• Collected data:
┌──

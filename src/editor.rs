//! Thin wrapper around rustyline: prompting, line editing, history.

use std::fmt;
use std::io;
use std::path::Path;

use failure::{Fail, ResultExt};
use rustyline::{
    self,
    completion::{Completer, FilenameCompleter, Pair},
    error::ReadlineError,
    highlight::Highlighter,
    hint::Hinter,
    validate::Validator,
    CompletionType, Config, Helper,
};

use crate::errors::{ErrorKind, Result};

struct EditorHelper(FilenameCompleter);

impl Completer for EditorHelper {
    type Candidate = Pair;

    fn complete(
        &self,
        line: &str,
        pos: usize,
        ctx: &rustyline::Context<'_>,
    ) -> ::std::result::Result<(usize, Vec<Pair>), ReadlineError> {
        self.0.complete(line, pos, ctx)
    }
}

impl Hinter for EditorHelper {
    type Hint = String;

    fn hint(&self, _line: &str, _pos: usize, _ctx: &rustyline::Context<'_>) -> Option<Self::Hint> {
        None
    }
}

impl Highlighter for EditorHelper {}

impl Validator for EditorHelper {}

impl Helper for EditorHelper {}

pub struct Editor {
    internal: rustyline::Editor<EditorHelper>,
}

impl Editor {
    pub fn with_capacity(history_capacity: usize) -> Editor {
        let config = Config::builder()
            .max_history_size(history_capacity)
            .history_ignore_space(true)
            .completion_type(CompletionType::Circular)
            .build();

        let mut internal = rustyline::Editor::with_config(config);
        internal.set_helper(Some(EditorHelper(FilenameCompleter::new())));

        Editor { internal }
    }

    /// Reads one line, returning `None` at end of input. An interrupt while
    /// editing surfaces as `ErrorKind::Interrupted` so the caller can
    /// re-prompt instead of treating it as a failure.
    pub fn readline(&mut self, prompt: &str) -> Result<Option<String>> {
        match self.internal.readline(prompt) {
            Ok(line) => Ok(Some(line)),
            Err(ReadlineError::Eof) => Ok(None),
            Err(ReadlineError::Interrupted) => Err(ErrorKind::Interrupted.into()),
            Err(e) => Err(e.context(ErrorKind::Readline).into()),
        }
    }

    pub fn load_history<P: AsRef<Path> + ?Sized>(&mut self, path: &P) -> Result<()> {
        match self.internal.load_history(path) {
            Ok(()) => Ok(()),
            Err(ReadlineError::Io(ref inner)) if inner.kind() == io::ErrorKind::NotFound => Ok(()),
            Err(e) => Err(e.context(ErrorKind::Readline).into()),
        }
    }

    pub fn save_history<P: AsRef<Path> + ?Sized>(&mut self, path: &P) -> Result<()> {
        self.internal
            .save_history(path)
            .context(ErrorKind::Readline)?;
        Ok(())
    }

    pub fn add_history_entry(&mut self, line: &str) {
        self.internal.add_history_entry(line);
    }
}

impl fmt::Debug for Editor {
    fn fmt(&self, f: &mut fmt::Formatter<'_>) -> fmt::Result {
        write!(f, "Editor {{ {} history entries }}", self.internal.history().len())
    }
}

└──

• Your goal:
Wherever the word "None" occurs in the data, copy that whole line.

• Solution to this task:
        None
    /// Reads one line, returning `None` at end of input. An interrupt while
            Err(ReadlineError::Eof) => Ok(None),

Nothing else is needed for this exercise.